Favorite meeting place for young crowds and families, a big wide friendly beach that also offers water sports and an endless opportunity for people-watching from any one of its many seaside venues.
All day fun on this beach. Busy, happy, plenty of space for everybody, with water sports and good food; an excellent choice if you are bringing the family.
Once you arrive on Mykonos you will realize that the day has just as many party options as the night. As such, I’ve organized this section to give you party options for both day life and nightlife. Drinks in Mykonos are expensive; rarely less than 9€, but the good news is, if you are planning to head out at night, there are many supermarkets where you can buy a decent bottle of wine for no more than 6€ and begin your own party before hitting the town. I do not give phone numbers or addresses for clubs and bars, as phones are never answered and the clubs and bars are located virtually on top of one another in Mykonos town.
Beach parties dominate the scene during the day. The most famous parties happen at Psarrou beach, where a hopping bar/club keeps the (mostly) Athenian crowd joyful. On Paradise beach, the Tropicana Bar and the Sunrise Bar cater to a more mixed crowd, and at Super Paradise, two loud bar/clubs on opposite sides of the beach cater to gay and mixed crowds, respectively. All three beaches have sunset parties, starting around 6pm, but it is Paradise Beach’s Paradise Club, with its gigantic swimming pool in the middle of the club, that steals the show with its nightly fireworks and a wild party that lasts until midnight.

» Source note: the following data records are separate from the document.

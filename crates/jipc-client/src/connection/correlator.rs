//! FIFO correlation of sync requests with their responses, and dispatch of
//! inbound messages by kind.
//!
//! The protocol has no request ids: the server answers sync requests strictly
//! in the order it received them, so the oldest waiter always owns the next
//! response.

use std::collections::VecDeque;

use jipc_core::{decode_body, DecodeOptions, MessageHeader, MessageKind, ProtocolError, Value, HEADER_SIZE};
use tokio::sync::oneshot;
use tracing::trace;

use crate::error::ClientError;

pub type SyncResult = Result<Value, ClientError>;

/// Outstanding sync waiters, oldest first.
///
/// Once [`PendingQueue::fail_all`] or [`PendingQueue::discard`] has run the
/// queue is closed and refuses new waiters.
#[derive(Debug, Default)]
pub struct PendingQueue {
    waiters: VecDeque<oneshot::Sender<SyncResult>>,
    closed: bool,
}

impl PendingQueue {
    pub fn new() -> Self {
        Self::default()
    }

    /// Appends a waiter and returns the receiving end of its result.
    ///
    /// # Errors
    ///
    /// [`ClientError::LostConnection`] once the queue has been closed.
    pub fn push(&mut self) -> Result<oneshot::Receiver<SyncResult>, ClientError> {
        if self.closed {
            return Err(ClientError::LostConnection);
        }
        let (tx, rx) = oneshot::channel();
        self.waiters.push_back(tx);
        Ok(rx)
    }

    /// Completes the oldest waiter with `result`.
    ///
    /// Returns `false` if no waiter was queued. A waiter whose caller has
    /// gone away is still consumed, keeping later responses aligned.
    pub fn resolve(&mut self, result: SyncResult) -> bool {
        match self.waiters.pop_front() {
            Some(tx) => {
                let _ = tx.send(result);
                true
            }
            None => false,
        }
    }

    /// Removes the most recently pushed waiter and fails it with `err`.
    ///
    /// Used when the request that waiter was pushed for could not be written.
    pub fn rollback(&mut self, err: ClientError) {
        if let Some(tx) = self.waiters.pop_back() {
            let _ = tx.send(Err(err));
        }
    }

    /// Fails every waiter with [`ClientError::LostConnection`], oldest first,
    /// closes the queue and returns how many there were.
    pub fn fail_all(&mut self) -> usize {
        self.closed = true;
        let count = self.waiters.len();
        for tx in self.waiters.drain(..) {
            let _ = tx.send(Err(ClientError::LostConnection));
        }
        count
    }

    /// Drops every waiter without resolving it and closes the queue.
    pub fn discard(&mut self) -> usize {
        self.closed = true;
        let count = self.waiters.len();
        self.waiters.clear();
        count
    }

    pub fn len(&self) -> usize {
        self.waiters.len()
    }

    pub fn is_empty(&self) -> bool {
        self.waiters.is_empty()
    }

    pub fn is_closed(&self) -> bool {
        self.closed
    }
}

/// What the reader should do with one complete inbound message.
#[derive(Debug, PartialEq)]
pub enum Inbound {
    /// Resolve the oldest waiter with this result.
    Response(Result<Value, ProtocolError>),
    /// Publish this table update to subscribers.
    Update(Value),
    /// The peer sent a sync request; answer with the canned acknowledgment.
    PeerSync,
    /// Async message that is not an update, or one that failed to decode.
    Ignored,
}

/// Classifies a complete message (header included) as produced by the framer.
///
/// # Errors
///
/// Only header errors are returned; body decode errors of a response are
/// carried inside [`Inbound::Response`] so they reach the waiting caller.
pub fn classify(message: &[u8], options: DecodeOptions) -> Result<Inbound, ProtocolError> {
    let header = MessageHeader::decode(message)?;
    let body = &message[HEADER_SIZE..];

    Ok(match header.kind {
        MessageKind::Response => Inbound::Response(decode_body(&header, body, options)),
        MessageKind::Sync => Inbound::PeerSync,
        MessageKind::Async => match decode_body(&header, body, options) {
            Ok(value) if value.as_update().is_some() => Inbound::Update(value),
            Ok(value) => {
                trace!(value_type = value.type_name(), "dropping non-update async message");
                Inbound::Ignored
            }
            Err(e) => {
                trace!(error = %e, "dropping undecodable async message");
                Inbound::Ignored
            }
        },
    })
}

// ── Tests ─────────────────────────────────────────────────────────────────────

Back in town, things are less wild and more sophisticated around sunset. For over a quarter of a century, Caprice has been the island’s sunset institution, with chairs lined along its narrow porch overlooking Little Venice, the windmills, and the sea. It is extremely popular with the Athenians (but it has caught on with the rest of the tourists as well). It isn’t rare to come straight from the beach for the sunset and spend the entire night. The indoor area (set like a series of caves, with candlelit corners and a window opening up directly to the sea) is intimate and romantic.

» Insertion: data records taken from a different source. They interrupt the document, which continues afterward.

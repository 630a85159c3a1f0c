//! Protocol module containing wire values, the message header, the codec and
//! the stream framer.

pub mod codec;
pub mod framer;
pub mod header;
pub mod temporal;
pub mod value;

pub use codec::{decode_message, encode_message, DecodeOptions, ProtocolError};
pub use framer::Framer;
pub use header::{MessageHeader, MessageKind};
pub use value::{tags, Dict, Value};
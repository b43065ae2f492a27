//! Integration tests for the LWS operator
//!
//! These tests tell the story of a platform operator turning autoscaling on
//! and off for a LeaderWorkerSet and watching the HPA follow.
//!
//! - `hpa_reconcile`: Stories about the HPA created, updated and left alone
//!   by the convergence engine against a real API server

mod helpers;
mod hpa_reconcile;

Another must-visit sunset destination is the Oneiro Bar perched on a beautiful deck overlooking the sea. Coming here will also give you a chance to check out the bar scene at the Mykonos View hotel. The CBar Lounge, set in the Belvedere Hotel, offers breathtaking sunset vistas with menu, drinks, and decor by renowned wedding designer Colin Cowie. Back in Little Venice — or “Sunset Central,” as it’s sometimes called — Kastro, near the Paraportiani Church, is famous for its classical music and frozen daiquiris. This is a great spot to watch or join handsome young men flirting with each other. Montparnasse is cozier, with classical music and Toulouse-Lautrec posters. At night this becomes a very popular (mostly with a gay crowd) piano bar. Veranda, in an old mansion overlooking the water with a good view of the windmills, is as laid back as its name might imply. Galeraki has a wide variety of exotic cocktails (and customers); the in-house art gallery gives this popular spot its name, “Little Gallery.” After dark, it turns into a loud and fun bar/club.
With sunset out of the way, most head back to their rooms for a quick shower and change of wardrobe before heading out to dinner and then for after-dark fun.
Aroma bar is popular day and night, as it occupies one of the finest people-watching locations, right on busy Matoyanni Street. It’s a great place for an after-dinner drink. Astra is a legendary bar and elegant lounge, with groovy modernist rooms with wonderful indoor and outdoor seating, and the perfect place to begin the night — or stay all night, as it morphs from a casual lounge to a pumping dance club when some of Athens’s top DJs take over. Right in the entrance of town from the old harbor, the Athenian hot spot, Spanish restaurant/bar/club El Pecado (The Sin), moves to Mykonos in the summer and takes over the old space occupied by the infamous Remezzo. El Pecado has a great tapas bar and very good cuisine, but it is the sangria and the rum-based drinks, combined with the Latin beats (with some Greek as well), that make this such a fun place. Just follow the music.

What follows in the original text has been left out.